Back in 1997, drummer Joe McChan, guitarist Adam Tymn, bassist Ryder Robison and singer Quentin Smith formed a band called Eiffel. They performed their first show together on Halloween of 1998 and released the album Audible Narcotic a year later.

Later, Chris Sorensen and Greg Daniels were added as additional guitarists, magnifying Eiffel into a six-member entourage. In addition to his guitar work, Daniels plays keyboards and directs the show’s lighting, choreographing every bulb with every beat to create perfect, illuminating musical moments on stage. In the summer of 2002, Eiffel changed its name to Vaux.

Vaux’s most memorable show took place on Halloween night 2003 in South Amboy, N.J., on tour with My Chemical Romance, A Static Lullaby and Murder By Death. Vaux was the only band that didn’t dress up like zombies. Members instead impersonated ski school instructors, wearing ski caps and moon boots shipped out from Colorado.

“We definitely brought a taste of the Rockies to New Jersey,” Daniels said.

To go along with the theme, Vaux also instigated a snowball fight during the last song of the set, using makeshift “snowballs” made from cotton batting and duct tape.

“The place exploded with flying cotton and trash,” Daniels said.

Vaux’s music is notable for rapid back beats combined with accelerated guitar solos, but the band also demonstrates the expertise to execute slower, more intimate beats with leisurely guitar and bass arrangements. With inspiration drawn from well-furnished heavyweights like Radiohead, Led Zeppelin and Portishead, they rank high with a sound that is complemented by their stage presence and lyrical majesty.

The band’s know-how for breakdowns and riffs is present on every one of their tracks, but the surprise springs when Vaux violently brings the audience back to its lusty lyrics and rambunctious talent. Vaux has invented a comfortable medium between heaviness and buoyancy that captivates its listeners from the start.

The singles “Are You With Me” and “Cocaine James” bring back hope that perfect vocals and instrumentals still co-exist. Lyrics from “Van Fong” show the band’s intellectual side: “Everyone is tangled / Attached by strings that never stop / I ran myself into a knot.” Vaux also shows the ability to stretch in a completely different emotional direction with “Need to Get By”: “You’re better off without me / I won’t lie.” The lyrics seem calm and emotional, but when serenading an audience the three-guitar onslaught doesn’t let anyone forget they are at a rock show.

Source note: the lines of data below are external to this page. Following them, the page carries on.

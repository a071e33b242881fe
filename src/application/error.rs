//! Orchestrator error taxonomy.
//!
//! Every failure on a request path ends up as one of these, and from there
//! as exactly one `error` event or one non-2xx JSON response.

use http::StatusCode;
use thiserror::Error;

use crate::domain::foundation::AuthError;
use crate::domain::run::PollStatus;
use crate::ports::ProviderError;

#[derive(Debug, Error)]
pub enum GatewayError {
    #[error(transparent)]
    Auth(#[from] AuthError),

    #[error("{context}: {source}")]
    Upstream {
        context: &'static str,
        #[source]
        source: ProviderError,
    },

    #[error("assistant run ended as {status}")]
    RunFailed {
        status: PollStatus,
        detail: Option<String>,
    },

    #[error("timed out after {elapsed_ms}ms")]
    Timeout { elapsed_ms: u64 },

    #[error("request cancelled")]
    Cancelled,

    #[error("bad request: {0}")]
    BadRequest(String),

    #[error("internal error: {0}")]
    Internal(String),
}

impl GatewayError {
    pub fn upstream(context: &'static str, source: ProviderError) -> Self {
        GatewayError::Upstream { context, source }
    }

    pub fn status_code(&self) -> StatusCode {
        match self {
            GatewayError::Auth(AuthError::ServiceUnavailable(_)) => StatusCode::SERVICE_UNAVAILABLE,
            GatewayError::Auth(_) => StatusCode::UNAUTHORIZED,
            GatewayError::Upstream {
                source: ProviderError::Timeout { .. },
                ..
            } => StatusCode::GATEWAY_TIMEOUT,
            GatewayError::Upstream { .. } | GatewayError::RunFailed { .. } => {
                StatusCode::BAD_GATEWAY
            }
            GatewayError::Timeout { .. } => StatusCode::GATEWAY_TIMEOUT,
            // Client closed request; nobody reads this status.
            GatewayError::Cancelled => {
                StatusCode::from_u16(499).unwrap_or(StatusCode::BAD_REQUEST)
            }
            GatewayError::BadRequest(_) => StatusCode::BAD_REQUEST,
            GatewayError::Internal(_) => StatusCode::INTERNAL_SERVER_ERROR,
        }
    }

    /// Human-readable message safe to show the end user.
    pub fn client_message(&self) -> String {
        match self {
            GatewayError::Auth(AuthError::MissingToken) => "Authentication required".to_string(),
            GatewayError::Auth(AuthError::TokenExpired) => {
                "Your session has expired, please sign in again".to_string()
            }
            GatewayError::Auth(AuthError::InvalidToken) => "Invalid credentials".to_string(),
            GatewayError::Auth(AuthError::ServiceUnavailable(_)) => {
                "Authentication service unavailable".to_string()
            }
            GatewayError::Upstream { context, source } => match source {
                ProviderError::RateLimited { .. } => {
                    format!("{context}: the AI service is busy, please retry shortly")
                }
                ProviderError::Timeout { timeout_secs } => {
                    format!("{context}: no response within {timeout_secs}s")
                }
                _ => format!("{context}: the AI service returned an error"),
            },
            GatewayError::RunFailed { status, detail } => match (status, detail) {
                (PollStatus::Expired, _) => "The assistant run expired before finishing".to_string(),
                (PollStatus::Cancelled, _) => "The assistant run was cancelled".to_string(),
                (_, Some(detail)) => format!("The assistant could not complete: {detail}"),
                (_, None) => "The assistant could not complete the request".to_string(),
            },
            GatewayError::Timeout { elapsed_ms } => format!(
                "The assistant did not answer in time ({:.1}s)",
                *elapsed_ms as f64 / 1000.0
            ),
            GatewayError::Cancelled => "Request cancelled".to_string(),
            GatewayError::BadRequest(reason) => reason.clone(),
            GatewayError::Internal(_) => "Internal server error".to_string(),
        }
    }
}

#[cfg(test)]
mod tests {
    use super::*;

    #[test]
    fn auth_errors_map_to_401() {
        let err = GatewayError::from(AuthError::InvalidToken);
        assert_eq!(err.status_code(), StatusCode::UNAUTHORIZED);
        assert_eq!(
            GatewayError::from(AuthError::service_unavailable("jwks down")).status_code(),
            StatusCode::SERVICE_UNAVAILABLE
        );
    }

    #[test]
    fn upstream_errors_map_to_502_or_504() {
        let err = GatewayError::upstream("Failed to create thread", ProviderError::unavailable("down"));
        assert_eq!(err.status_code(), StatusCode::BAD_GATEWAY);
        assert!(err.client_message().starts_with("Failed to create thread"));

        let err = GatewayError::upstream("Chat stream", ProviderError::Timeout { timeout_secs: 30 });
        assert_eq!(err.status_code(), StatusCode::GATEWAY_TIMEOUT);
    }

    #[test]
    fn poll_timeouts_map_to_504_with_elapsed_time() {
        let err = GatewayError::Timeout { elapsed_ms: 45_000 };
        assert_eq!(err.status_code(), StatusCode::GATEWAY_TIMEOUT);
        assert!(err.client_message().contains("45.0s"));
    }

    #[test]
    fn run_failures_include_detail() {
        let err = GatewayError::RunFailed {
            status: PollStatus::Failed,
            detail: Some("rate limit exceeded".to_string()),
        };
        assert_eq!(err.status_code(), StatusCode::BAD_GATEWAY);
        assert!(err.client_message().contains("rate limit exceeded"));
    }

    #[test]
    fn internal_details_are_not_leaked() {
        let err = GatewayError::Internal("mutex poisoned at 0xdead".to_string());
        assert_eq!(err.client_message(), "Internal server error");
        assert_eq!(err.status_code(), StatusCode::INTERNAL_SERVER_ERROR);
    }

    #[test]
    fn bad_request_is_400() {
        let err = GatewayError::BadRequest("messages must not be empty".to_string());
        assert_eq!(err.status_code(), StatusCode::BAD_REQUEST);
        assert_eq!(err.client_message(), "messages must not be empty");
    }
}
//! A submitted run and the tool calls it may stall on.

use serde::{Deserialize, Serialize};
use tokio::time::Instant;

use super::RunStatus;
use crate::domain::foundation::{RunId, ThreadId};

/// Output submitted for every tool call, since the gateway runs no tools.
pub const TOOL_CALLS_DISABLED_OUTPUT: &str =
    r#"{"error":"Tool calls are disabled for this agent"}"#;

/// One run being driven to completion by the poller.
///
/// Owned exclusively by the request task that submitted it.
#[derive(Debug, Clone)]
pub struct RunJob {
    pub thread_id: ThreadId,
    pub run_id: RunId,
    pub status: RunStatus,
    /// Status checks performed so far.
    pub attempts: u32,
    pub started_at: Instant,
}

impl RunJob {
    /// Starts tracking a freshly created run.
    pub fn new(thread_id: ThreadId, run_id: RunId, status: RunStatus) -> Self {
        Self {
            thread_id,
            run_id,
            status,
            attempts: 0,
            started_at: Instant::now(),
        }
    }

    /// Records the status observed by one poll.
    pub fn observe(&mut self, status: RunStatus) {
        self.attempts = self.attempts.saturating_add(1);
        self.status = status;
    }

    /// Records a poll whose status read failed; the run stays where it was.
    pub fn observe_failed_read(&mut self) {
        self.attempts = self.attempts.saturating_add(1);
    }
}

/// A tool call the upstream run is blocked on.
#[derive(Debug, Clone, PartialEq, Eq, Serialize, Deserialize)]
pub struct PendingToolCall {
    pub id: String,
    pub function_name: String,
}

/// An answer to a pending tool call.
#[derive(Debug, Clone, PartialEq, Eq, Serialize, Deserialize)]
pub struct ToolOutput {
    pub tool_call_id: String,
    pub output: String,
}

impl ToolOutput {
    /// The placeholder answer that unblocks a run without executing anything.
    pub fn disabled(call: &PendingToolCall) -> Self {
        Self {
            tool_call_id: call.id.clone(),
            output: TOOL_CALLS_DISABLED_OUTPUT.to_string(),
        }
    }
}

/// Snapshot of a run returned by a status read.
#[derive(Debug, Clone, PartialEq, Eq)]
pub struct RunSnapshot {
    pub status: RunStatus,
    /// Populated only while `status == RequiresAction`.
    pub pending_tool_calls: Vec<PendingToolCall>,
    /// Upstream's explanation when the run failed, if any.
    pub last_error: Option<String>,
}

impl RunSnapshot {
    /// A snapshot carrying only a status.
    pub fn with_status(status: RunStatus) -> Self {
        Self {
            status,
            pending_tool_calls: Vec::new(),
            last_error: None,
        }
    }
}
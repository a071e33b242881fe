//! In-memory per-user agent settings.

use async_trait::async_trait;
use std::collections::HashMap;
use std::sync::Arc;
use tokio::sync::RwLock;

use crate::domain::agent::AgentSettings;
use crate::domain::foundation::{AgentId, UserId};
use crate::ports::{AgentSettingsReader, SettingsLookupError};

/// Per-user overrides held in memory.
#[derive(Debug, Clone, Default)]
pub struct InMemoryAgentSettings {
    overrides: Arc<RwLock<HashMap<(UserId, AgentId), AgentSettings>>>,
    fail_with: Arc<RwLock<Option<String>>>,
}

impl InMemoryAgentSettings {
    pub fn new() -> Self {
        Self::default()
    }

    pub async fn insert(&self, user_id: UserId, agent_id: AgentId, settings: AgentSettings) {
        self.overrides
            .write()
            .await
            .insert((user_id, agent_id), settings);
    }

    /// Makes every lookup fail, for exercising the static fallback.
    pub async fn fail_with(&self, message: impl Into<String>) {
        *self.fail_with.write().await = Some(message.into());
    }
}

#[async_trait]
impl AgentSettingsReader for InMemoryAgentSettings {
    async fn find_for_user(
        &self,
        user_id: &UserId,
        agent_id: &AgentId,
    ) -> Result<Option<AgentSettings>, SettingsLookupError> {
        if let Some(message) = self.fail_with.read().await.clone() {
            return Err(SettingsLookupError(message));
        }
        Ok(self
            .overrides
            .read()
            .await
            .get(&(user_id.clone(), agent_id.clone()))
            .cloned())
    }
}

With nearly a decade of experience, the band has experienced the ebb and flow of the music business. Following their name change, Vaux released There Must Be Some Way To Stop Them. The band signed with Atlantic records in 2004 and spent a year recording the follow-up, Beyond Virtue, Beyond Vice. After numerous delays Atlantic Records decided not to release the record and dropped Vaux.

“The split was not our choice. Many possible events led to the split, all of which are speculation,” Daniels said. “No one can be sure why things happened the way they did.”

The band took the initiative to self-release more than 1,000 copies of the album in paper envelopes with spray-painted logos and handwritten track names. Local label Outlook Music finally gave the album a proper release in August, providing a happy ending to this tale of music-industry woe.

“We are very happy with our current position,” Daniels said.

For Vaux, it really is about the music. As Daniels describes it, giving up material comfort for the good of the band goes all the way back to the beginning.

“I graduated with a degree in architecture,” Daniels said. “A week later I left town to sleep on strangers’ floors, play shows for 10 to 15 people, eat off of $10 a day and basically live in a 15-passenger van with five other grown men.”

Vaux has come a long way from their passenger van, establishing themselves as a respectable, innovative group. Money or no money, the band will always have the beast they have created together..

“We’ve been dirt poor for as long as I can remember, but we all love this monster called Vaux.” Daniels said.